Samedi, au cours d'une conférence de presse, Jean Ping a qualifié d'"inique" et de "terrorisme démocratique" la décision de la Cour constitutionnelle du Gabon de valider la réélection d'Ali Bongo à la présidence.

"La Cour constitutionnelle a retiré au peuple gabonais le droit de choisir". Queues heures après que la Cour constitutionnelle gabonaise a validé la réélection du président Ali Bongo Ondimba, l'opposant Jean Ping a rejeté samedi 24 septembre cette décision en la qualifiant de "déni de droit". 

"En déposant un recours devant la Cour constitutionnelle, j’ai voulu être légaliste. Une fois de trop, une fois de plus, devant l’évidence du verdict des urnes, la Cour a montré ses limites à travers son incontestable parti pris. Ce faisant, elle a manqué l’opportunité de s’inscrire positivement dans l’Histoire de notre pays", a déclaré Jean Ping. "La nation a assisté à un déni de droits à travers une parodie de procédure qui s’est achevée par une grossière manipulation des chiffres. Cette décision ne rassemble pas les Gabonais et ne les apaise pas", a-t-il ajouté.

"Je ne reculerai pas", a-t-il poursuivi avant d'affirmer sa détermination "à faire triompher l’alternance et l'idéal démocratique". Il s'est également adressé au peuple gabonais et à la communauté internationale : "J’invite le peuple gabonais à rester vigilant en ce jour de deuil. J’invite la communauté internationale à prendre toute la mesure de la situation du Gabon". "Battons-nous pour faire respecter le choix du peuple gabonais", a-t-il conclu.
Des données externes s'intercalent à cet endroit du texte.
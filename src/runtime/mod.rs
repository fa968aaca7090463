//! SPMD worker runtime
//!
//! A fixed-size group of workers that talk to each other only through two
//! blocking collectives: a barrier and a sum reduction onto the root rank.
//! Every worker runs the same code and learns its identity from the handle
//! it is given at launch.
//!
//! # Backends
//!
//! - [`ThreadComm`]: one OS thread per worker, a shared barrier object and a
//!   channel that carries contributions to the root
//! - [`SoloComm`]: a group of one, used when only a single worker is asked for
//!
//! Numerical code never sees the backend; it only receives `rank()` and
//! `size()` and hands its partial result to [`Collective::sum_reduce`].

pub mod solo;
pub mod threads;

pub use solo::SoloComm;
pub use threads::{launch, ThreadComm};

use thiserror::Error;

/// Rank that receives reduction results and does all reporting
pub const ROOT: usize = 0;

/// Failures raised by the collective operations
#[derive(Debug, Error, PartialEq)]
pub enum CollectiveError {
    /// A group must contain at least one worker
    #[error("worker group must contain at least one worker")]
    EmptyGroup,

    /// The other side of the reduction channel went away
    #[error("reduction channel disconnected before all contributions arrived")]
    Disconnected,

    /// A contribution carried a rank that does not belong to the group
    #[error("contribution from rank {rank} outside group of {size}")]
    UnexpectedRank { rank: usize, size: usize },

    /// The same rank contributed twice to one reduction
    #[error("rank {rank} contributed twice to the same reduction")]
    DuplicateContribution { rank: usize },

    /// The reduction finished without a value for every rank
    #[error("reduction finished with missing contributions")]
    MissingContributions,
}

/// Collective operations available to every worker of a group
pub trait Collective {
    /// Rank of the calling worker, in `[0, size)`
    fn rank(&self) -> usize;

    /// Number of workers in the group
    fn size(&self) -> usize;

    /// Block until every worker of the group has called `barrier`
    fn barrier(&self);

    /// Sum `local` across the group
    ///
    /// Every worker must call this the same number of times. Returns
    /// `Some(total)` on the root rank and `None` everywhere else.
    fn sum_reduce(&self, local: f64) -> Result<Option<f64>, CollectiveError>;

    /// Whether this worker is the root rank
    fn is_root(&self) -> bool {
        self.rank() == ROOT
    }
}
//! The ordered access-point set plus index-wide configuration.

use crate::error::{Error, Result};
use crate::point::AccessPoint;

const DEFAULT_SPACING: u32 = 1_048_576;
const DEFAULT_WINDOW_SIZE: u32 = 32_768;
const MIN_WINDOW_SIZE: u32 = 32_768;
const DEFAULT_READBUF_SIZE: u32 = 16_384;
const INITIAL_CAPACITY: usize = 8;

/// Which offset space a `locate` lookup is keyed on.
#[derive(Debug, Clone, Copy, PartialEq, Eq)]
pub(crate) enum Domain {
    Uncompressed,
    Compressed,
}

/// An ordered, growable set of access points over one compressed stream,
/// plus the configuration used to build it and the logical read cursor
/// maintained across `seek`/`read` calls.
///
/// Constructed with [`Index::init`]; points are only ever added by
/// [`Index::build`](crate) and never mutated afterwards.
#[derive(Debug)]
pub struct Index {
    pub(crate) spacing: u32,
    pub(crate) window_size: u32,
    pub(crate) readbuf_size: u32,
    pub(crate) points: Vec<AccessPoint>,
    pub(crate) built: bool,
    pub(crate) uncmp_seek_offset: u64,
}

impl Index {
    /// Applies defaults (`0` means "use the default"), validates
    /// `window_size >= 32768`, and allocates an empty point list.
    pub fn init(spacing: u32, window_size: u32, readbuf_size: u32) -> Result<Self> {
        let spacing = if spacing == 0 { DEFAULT_SPACING } else { spacing };
        let window_size = if window_size == 0 {
            DEFAULT_WINDOW_SIZE
        } else {
            window_size
        };
        let readbuf_size = if readbuf_size == 0 {
            DEFAULT_READBUF_SIZE
        } else {
            readbuf_size
        };

        if window_size < MIN_WINDOW_SIZE {
            return Err(Error::ConfigInvalid("window_size must be >= 32768"));
        }

        log::debug!(
            "index init: spacing={} window_size={} readbuf_size={}",
            spacing,
            window_size,
            readbuf_size
        );

        Ok(Self {
            spacing,
            window_size,
            readbuf_size,
            points: Vec::with_capacity(INITIAL_CAPACITY),
            built: false,
            uncmp_seek_offset: 0,
        })
    }

    /// Releases the index. Provided for parity with the C contract's
    /// explicit `zran_free`; `Drop` already does this, so calling it is
    /// optional and only documents intent at the call site.
    pub fn free(self) {
        drop(self);
    }

    pub fn spacing(&self) -> u32 {
        self.spacing
    }

    pub fn window_size(&self) -> u32 {
        self.window_size
    }

    pub fn readbuf_size(&self) -> u32 {
        self.readbuf_size
    }

    pub fn uncmp_seek_offset(&self) -> u64 {
        self.uncmp_seek_offset
    }

    /// The access points captured by the most recent successful `build`,
    /// in increasing `uncmp_offset` order.
    pub fn points(&self) -> &[AccessPoint] {
        &self.points
    }

    /// Appends a newly captured point. Crate-private: only the builder may
    /// grow the list, and it is trusted to uphold the monotonicity
    /// invariant since points are derived from a single forward pass.
    pub(crate) fn append(&mut self, point: AccessPoint) {
        debug_assert!(point.bits < 8);
        debug_assert!(self
            .points
            .last()
            .map(|prev| prev.uncmp_offset < point.uncmp_offset
                && prev.cmp_offset <= point.cmp_offset)
            .unwrap_or(true));
        self.points.push(point);
    }

    /// Shrinks the backing storage to fit exactly. Non-fatal: `Vec` cannot
    /// fail this in safe Rust, unlike a hand-rolled `realloc`.
    pub(crate) fn trim(&mut self) {
        self.points.shrink_to_fit();
    }

    /// Returns the last point whose key (per `domain`) is `<= offset`.
    ///
    /// The store is sorted by construction, so this is a binary search
    /// rather than a linear scan.
    pub(crate) fn locate(&self, offset: u64, domain: Domain) -> Result<&AccessPoint> {
        if self.points.is_empty() {
            return Err(Error::NotBuilt);
        }

        let key = |p: &AccessPoint| match domain {
            Domain::Uncompressed => p.uncmp_offset,
            Domain::Compressed => {
                if p.bits > 0 {
                    p.cmp_offset - 1
                } else {
                    p.cmp_offset
                }
            }
        };

        // Find the partition point: first index whose key is > offset.
        let idx = self.points.partition_point(|p| key(p) <= offset);
        if idx == 0 {
            // Every key is already > offset; the first point (uncmp_offset
            // == 0) still anchors any non-negative uncompressed offset, but
            // for the compressed domain this can only happen for offsets
            // before the very first point, which callers never produce.
            return Ok(&self.points[0]);
        }
        Ok(&self.points[idx - 1])
    }
}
Dans la foulée de cette allocution de Jean Ping, le président Ali Bongo, dans une interview à Reuters, a déclaré que le nouveau gouvernement comprendrait très vraisemblablement des personnalités de l'opposition. Il n'a pas non plus exclu que Jean Ping soit convié à faire partie du futur gouvernement, assurant  que "tout est possible".